How to complete this task: Show every line in the entries below where the word "street" appears.

[Stored items]
• • • • •
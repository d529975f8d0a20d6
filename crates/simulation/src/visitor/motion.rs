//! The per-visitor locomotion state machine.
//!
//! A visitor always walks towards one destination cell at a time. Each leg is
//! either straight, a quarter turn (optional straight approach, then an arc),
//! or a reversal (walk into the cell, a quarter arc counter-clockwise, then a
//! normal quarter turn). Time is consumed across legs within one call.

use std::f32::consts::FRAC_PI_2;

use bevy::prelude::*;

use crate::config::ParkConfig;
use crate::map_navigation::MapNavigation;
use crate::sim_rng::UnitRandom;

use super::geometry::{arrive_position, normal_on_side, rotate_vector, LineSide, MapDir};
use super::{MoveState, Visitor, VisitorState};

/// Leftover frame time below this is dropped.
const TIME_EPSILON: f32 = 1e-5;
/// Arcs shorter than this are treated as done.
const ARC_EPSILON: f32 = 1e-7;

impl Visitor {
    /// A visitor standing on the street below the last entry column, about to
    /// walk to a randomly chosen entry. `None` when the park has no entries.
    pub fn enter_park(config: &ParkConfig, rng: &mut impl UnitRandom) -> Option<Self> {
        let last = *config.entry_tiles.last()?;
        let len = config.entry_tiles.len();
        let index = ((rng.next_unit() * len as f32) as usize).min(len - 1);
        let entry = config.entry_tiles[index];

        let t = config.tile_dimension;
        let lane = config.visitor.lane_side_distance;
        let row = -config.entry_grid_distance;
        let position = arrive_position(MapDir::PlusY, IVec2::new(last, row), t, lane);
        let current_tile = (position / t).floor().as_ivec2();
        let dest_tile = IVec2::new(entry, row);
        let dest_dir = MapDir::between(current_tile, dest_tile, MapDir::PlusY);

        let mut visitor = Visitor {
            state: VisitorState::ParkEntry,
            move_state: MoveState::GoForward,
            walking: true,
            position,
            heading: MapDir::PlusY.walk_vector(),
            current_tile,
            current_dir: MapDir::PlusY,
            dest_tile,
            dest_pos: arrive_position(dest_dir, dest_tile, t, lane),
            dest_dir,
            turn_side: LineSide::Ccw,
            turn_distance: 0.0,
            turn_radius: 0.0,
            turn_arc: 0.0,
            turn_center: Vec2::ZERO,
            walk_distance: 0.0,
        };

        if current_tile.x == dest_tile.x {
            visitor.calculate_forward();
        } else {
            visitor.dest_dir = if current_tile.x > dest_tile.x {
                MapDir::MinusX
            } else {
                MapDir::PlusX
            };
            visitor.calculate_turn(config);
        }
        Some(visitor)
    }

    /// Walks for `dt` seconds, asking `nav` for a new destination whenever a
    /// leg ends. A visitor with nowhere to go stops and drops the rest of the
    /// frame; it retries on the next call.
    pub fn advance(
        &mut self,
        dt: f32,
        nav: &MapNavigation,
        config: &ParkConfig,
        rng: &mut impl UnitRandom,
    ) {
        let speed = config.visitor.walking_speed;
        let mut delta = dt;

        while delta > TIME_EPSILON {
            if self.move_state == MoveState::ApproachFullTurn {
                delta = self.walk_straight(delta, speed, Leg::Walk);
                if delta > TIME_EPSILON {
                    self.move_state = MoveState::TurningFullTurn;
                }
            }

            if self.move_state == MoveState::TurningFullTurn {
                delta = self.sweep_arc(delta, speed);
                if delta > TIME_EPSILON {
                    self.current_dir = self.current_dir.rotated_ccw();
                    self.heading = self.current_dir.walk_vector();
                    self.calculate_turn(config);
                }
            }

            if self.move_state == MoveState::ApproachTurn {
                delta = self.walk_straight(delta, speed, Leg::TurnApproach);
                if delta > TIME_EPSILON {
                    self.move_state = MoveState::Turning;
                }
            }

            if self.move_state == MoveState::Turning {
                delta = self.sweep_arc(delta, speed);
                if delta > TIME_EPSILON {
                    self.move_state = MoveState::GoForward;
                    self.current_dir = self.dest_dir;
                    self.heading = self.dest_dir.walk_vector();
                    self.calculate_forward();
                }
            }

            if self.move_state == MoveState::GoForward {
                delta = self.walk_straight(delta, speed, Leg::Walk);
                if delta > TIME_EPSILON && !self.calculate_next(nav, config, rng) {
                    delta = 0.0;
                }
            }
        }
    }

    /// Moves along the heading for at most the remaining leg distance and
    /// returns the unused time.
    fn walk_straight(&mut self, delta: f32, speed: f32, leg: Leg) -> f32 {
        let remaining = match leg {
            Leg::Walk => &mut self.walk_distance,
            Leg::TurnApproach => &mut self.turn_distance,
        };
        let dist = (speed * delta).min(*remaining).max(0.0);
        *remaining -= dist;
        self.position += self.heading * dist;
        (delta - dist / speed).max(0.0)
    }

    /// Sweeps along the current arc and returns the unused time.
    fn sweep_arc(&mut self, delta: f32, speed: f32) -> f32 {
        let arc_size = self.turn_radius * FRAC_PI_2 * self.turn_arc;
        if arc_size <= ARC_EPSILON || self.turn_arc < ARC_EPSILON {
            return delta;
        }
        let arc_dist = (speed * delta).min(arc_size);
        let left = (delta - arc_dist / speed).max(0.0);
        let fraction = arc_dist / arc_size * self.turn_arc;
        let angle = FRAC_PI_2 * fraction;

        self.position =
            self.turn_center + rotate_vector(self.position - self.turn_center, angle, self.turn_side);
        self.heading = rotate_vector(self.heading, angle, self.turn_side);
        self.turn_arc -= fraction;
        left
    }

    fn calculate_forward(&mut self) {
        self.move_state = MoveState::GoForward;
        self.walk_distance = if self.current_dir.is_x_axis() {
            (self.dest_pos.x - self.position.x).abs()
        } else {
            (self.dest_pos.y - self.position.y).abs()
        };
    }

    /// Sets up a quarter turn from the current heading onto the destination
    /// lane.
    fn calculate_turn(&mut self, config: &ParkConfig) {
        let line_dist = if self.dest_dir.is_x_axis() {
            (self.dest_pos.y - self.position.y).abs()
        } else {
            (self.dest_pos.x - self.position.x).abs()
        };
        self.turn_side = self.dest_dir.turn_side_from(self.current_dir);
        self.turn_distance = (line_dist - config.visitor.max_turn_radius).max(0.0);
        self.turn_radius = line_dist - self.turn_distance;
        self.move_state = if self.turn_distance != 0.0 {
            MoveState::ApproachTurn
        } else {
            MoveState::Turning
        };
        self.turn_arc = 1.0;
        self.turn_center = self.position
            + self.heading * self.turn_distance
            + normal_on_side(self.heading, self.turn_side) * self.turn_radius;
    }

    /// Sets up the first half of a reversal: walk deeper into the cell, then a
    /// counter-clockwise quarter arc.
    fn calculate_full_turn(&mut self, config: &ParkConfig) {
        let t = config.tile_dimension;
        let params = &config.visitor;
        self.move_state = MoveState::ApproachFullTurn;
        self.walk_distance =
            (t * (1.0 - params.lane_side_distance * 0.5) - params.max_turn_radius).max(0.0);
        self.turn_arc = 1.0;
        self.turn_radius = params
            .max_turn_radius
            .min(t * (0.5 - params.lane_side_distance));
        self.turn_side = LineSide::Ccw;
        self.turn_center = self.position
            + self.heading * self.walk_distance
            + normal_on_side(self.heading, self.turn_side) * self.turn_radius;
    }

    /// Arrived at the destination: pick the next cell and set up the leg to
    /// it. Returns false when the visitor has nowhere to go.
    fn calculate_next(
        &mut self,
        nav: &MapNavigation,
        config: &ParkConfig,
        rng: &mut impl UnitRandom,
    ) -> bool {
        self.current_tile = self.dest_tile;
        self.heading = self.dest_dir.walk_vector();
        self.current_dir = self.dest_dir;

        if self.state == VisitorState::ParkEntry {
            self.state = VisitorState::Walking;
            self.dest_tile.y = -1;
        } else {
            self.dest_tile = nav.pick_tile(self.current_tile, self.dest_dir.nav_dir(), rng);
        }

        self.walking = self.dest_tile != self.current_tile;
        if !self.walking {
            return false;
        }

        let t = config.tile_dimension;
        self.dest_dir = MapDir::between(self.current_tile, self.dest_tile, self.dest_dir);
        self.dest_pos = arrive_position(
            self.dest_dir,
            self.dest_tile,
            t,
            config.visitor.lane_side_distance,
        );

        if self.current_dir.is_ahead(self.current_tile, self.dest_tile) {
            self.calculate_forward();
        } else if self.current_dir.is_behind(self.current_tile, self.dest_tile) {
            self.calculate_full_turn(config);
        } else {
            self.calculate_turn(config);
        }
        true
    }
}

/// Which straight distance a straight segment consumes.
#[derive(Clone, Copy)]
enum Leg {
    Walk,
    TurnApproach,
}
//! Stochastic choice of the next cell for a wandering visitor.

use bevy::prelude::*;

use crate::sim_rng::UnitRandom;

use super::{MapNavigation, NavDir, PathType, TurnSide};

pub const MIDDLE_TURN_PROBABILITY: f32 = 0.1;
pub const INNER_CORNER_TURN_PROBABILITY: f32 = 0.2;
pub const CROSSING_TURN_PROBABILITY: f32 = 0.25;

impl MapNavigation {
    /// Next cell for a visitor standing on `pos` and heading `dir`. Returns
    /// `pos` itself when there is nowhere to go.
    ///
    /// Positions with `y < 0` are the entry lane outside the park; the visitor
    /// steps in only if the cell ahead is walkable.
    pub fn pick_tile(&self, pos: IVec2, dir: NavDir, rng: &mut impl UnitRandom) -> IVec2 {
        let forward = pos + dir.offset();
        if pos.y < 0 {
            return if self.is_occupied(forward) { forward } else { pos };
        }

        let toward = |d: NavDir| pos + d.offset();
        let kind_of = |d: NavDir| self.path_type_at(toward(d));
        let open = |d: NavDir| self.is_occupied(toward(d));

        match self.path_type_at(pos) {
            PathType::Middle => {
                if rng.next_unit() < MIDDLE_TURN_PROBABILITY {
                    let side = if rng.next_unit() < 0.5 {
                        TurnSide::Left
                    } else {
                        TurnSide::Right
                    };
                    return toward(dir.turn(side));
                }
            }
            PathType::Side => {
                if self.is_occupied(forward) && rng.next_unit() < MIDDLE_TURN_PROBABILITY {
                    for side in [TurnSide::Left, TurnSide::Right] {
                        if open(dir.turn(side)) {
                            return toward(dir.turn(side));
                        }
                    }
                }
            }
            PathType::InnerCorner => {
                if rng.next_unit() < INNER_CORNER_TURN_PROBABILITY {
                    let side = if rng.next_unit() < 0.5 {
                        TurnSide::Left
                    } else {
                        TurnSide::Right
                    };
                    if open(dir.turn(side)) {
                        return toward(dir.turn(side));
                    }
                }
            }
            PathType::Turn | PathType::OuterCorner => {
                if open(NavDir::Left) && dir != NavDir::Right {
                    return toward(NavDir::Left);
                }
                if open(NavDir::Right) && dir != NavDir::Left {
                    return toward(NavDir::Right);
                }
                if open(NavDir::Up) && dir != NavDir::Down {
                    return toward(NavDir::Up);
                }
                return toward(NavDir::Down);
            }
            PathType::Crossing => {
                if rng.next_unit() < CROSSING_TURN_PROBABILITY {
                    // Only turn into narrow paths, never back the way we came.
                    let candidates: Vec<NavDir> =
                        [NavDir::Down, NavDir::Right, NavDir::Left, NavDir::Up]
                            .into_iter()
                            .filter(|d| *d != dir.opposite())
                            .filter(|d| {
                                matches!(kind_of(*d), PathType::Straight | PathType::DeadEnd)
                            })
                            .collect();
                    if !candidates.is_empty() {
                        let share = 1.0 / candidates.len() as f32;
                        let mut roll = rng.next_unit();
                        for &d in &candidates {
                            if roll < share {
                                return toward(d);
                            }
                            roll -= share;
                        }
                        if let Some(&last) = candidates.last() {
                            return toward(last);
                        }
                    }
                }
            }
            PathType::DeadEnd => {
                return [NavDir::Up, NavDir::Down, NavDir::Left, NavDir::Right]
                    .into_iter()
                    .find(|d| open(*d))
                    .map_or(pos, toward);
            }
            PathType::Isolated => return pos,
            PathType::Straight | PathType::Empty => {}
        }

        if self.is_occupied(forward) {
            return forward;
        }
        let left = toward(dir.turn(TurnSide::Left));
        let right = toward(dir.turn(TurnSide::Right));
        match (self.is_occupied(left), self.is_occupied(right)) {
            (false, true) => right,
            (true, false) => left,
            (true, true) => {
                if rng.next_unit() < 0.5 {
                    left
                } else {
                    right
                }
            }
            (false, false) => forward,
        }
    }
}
• • • • •
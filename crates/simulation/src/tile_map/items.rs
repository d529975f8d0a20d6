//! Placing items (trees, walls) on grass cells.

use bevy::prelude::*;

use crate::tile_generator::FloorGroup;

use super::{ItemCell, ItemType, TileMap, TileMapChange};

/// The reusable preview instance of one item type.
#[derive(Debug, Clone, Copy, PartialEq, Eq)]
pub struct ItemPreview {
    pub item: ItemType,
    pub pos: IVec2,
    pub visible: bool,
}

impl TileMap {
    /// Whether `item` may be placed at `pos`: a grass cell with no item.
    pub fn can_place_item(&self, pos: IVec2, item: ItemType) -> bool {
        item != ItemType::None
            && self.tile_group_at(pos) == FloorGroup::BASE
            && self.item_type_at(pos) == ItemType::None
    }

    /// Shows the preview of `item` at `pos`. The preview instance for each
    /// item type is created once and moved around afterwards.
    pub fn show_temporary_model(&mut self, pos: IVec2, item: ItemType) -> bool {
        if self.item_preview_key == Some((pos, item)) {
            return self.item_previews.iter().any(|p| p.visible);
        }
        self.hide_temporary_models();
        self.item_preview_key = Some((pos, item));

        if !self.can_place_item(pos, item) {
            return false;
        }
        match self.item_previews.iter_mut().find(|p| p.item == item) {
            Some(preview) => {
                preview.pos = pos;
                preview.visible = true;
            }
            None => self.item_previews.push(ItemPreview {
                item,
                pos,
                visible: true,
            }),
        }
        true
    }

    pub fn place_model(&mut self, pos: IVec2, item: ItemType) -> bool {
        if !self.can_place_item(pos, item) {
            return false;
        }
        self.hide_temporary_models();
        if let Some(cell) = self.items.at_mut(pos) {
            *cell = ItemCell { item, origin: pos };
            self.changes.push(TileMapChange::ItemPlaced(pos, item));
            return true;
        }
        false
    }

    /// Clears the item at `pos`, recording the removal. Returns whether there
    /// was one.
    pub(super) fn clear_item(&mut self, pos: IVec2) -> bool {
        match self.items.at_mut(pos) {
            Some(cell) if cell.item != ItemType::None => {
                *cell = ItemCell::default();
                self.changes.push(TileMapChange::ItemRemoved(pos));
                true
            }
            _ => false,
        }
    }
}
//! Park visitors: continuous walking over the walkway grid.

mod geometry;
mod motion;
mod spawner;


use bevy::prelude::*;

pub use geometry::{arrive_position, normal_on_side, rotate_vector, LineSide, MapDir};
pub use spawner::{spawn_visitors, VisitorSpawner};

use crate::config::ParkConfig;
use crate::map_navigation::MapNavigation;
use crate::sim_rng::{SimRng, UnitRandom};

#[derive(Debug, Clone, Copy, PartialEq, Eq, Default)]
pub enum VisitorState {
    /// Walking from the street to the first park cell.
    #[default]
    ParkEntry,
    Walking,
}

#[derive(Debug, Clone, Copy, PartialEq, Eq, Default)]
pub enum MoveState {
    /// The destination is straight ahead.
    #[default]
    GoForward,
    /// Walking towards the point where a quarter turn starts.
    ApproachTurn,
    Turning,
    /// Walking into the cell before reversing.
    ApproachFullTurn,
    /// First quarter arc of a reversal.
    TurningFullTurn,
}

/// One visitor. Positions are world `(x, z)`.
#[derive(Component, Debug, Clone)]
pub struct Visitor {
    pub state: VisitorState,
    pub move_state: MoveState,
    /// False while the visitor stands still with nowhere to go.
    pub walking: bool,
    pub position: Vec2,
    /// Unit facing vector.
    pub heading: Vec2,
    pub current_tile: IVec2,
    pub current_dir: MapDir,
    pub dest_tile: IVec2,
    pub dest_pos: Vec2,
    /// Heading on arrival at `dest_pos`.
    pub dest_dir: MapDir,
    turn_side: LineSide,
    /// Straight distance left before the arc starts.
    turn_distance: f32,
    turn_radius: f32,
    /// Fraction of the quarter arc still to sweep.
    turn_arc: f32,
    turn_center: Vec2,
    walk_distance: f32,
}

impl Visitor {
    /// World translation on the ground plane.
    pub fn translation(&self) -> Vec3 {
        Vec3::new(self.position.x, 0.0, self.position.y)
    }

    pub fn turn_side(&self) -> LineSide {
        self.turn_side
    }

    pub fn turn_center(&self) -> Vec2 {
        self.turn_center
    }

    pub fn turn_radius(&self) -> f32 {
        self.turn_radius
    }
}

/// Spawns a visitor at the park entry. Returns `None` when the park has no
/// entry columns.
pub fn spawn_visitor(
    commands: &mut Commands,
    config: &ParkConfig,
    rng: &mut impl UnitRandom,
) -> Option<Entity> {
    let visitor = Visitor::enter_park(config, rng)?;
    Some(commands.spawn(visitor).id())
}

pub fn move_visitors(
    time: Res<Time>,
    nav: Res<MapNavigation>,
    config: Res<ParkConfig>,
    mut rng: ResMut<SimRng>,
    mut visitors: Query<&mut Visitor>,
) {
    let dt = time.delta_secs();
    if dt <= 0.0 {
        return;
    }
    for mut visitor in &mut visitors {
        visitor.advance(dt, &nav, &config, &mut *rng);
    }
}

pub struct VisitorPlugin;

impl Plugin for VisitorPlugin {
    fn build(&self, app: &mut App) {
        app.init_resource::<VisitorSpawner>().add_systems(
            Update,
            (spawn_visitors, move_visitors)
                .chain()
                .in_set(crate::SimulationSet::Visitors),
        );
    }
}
• • • • •
Exercise result:
    /// A visitor standing on the street below the last entry column, about to
    /// Walking from the street to the first park cell.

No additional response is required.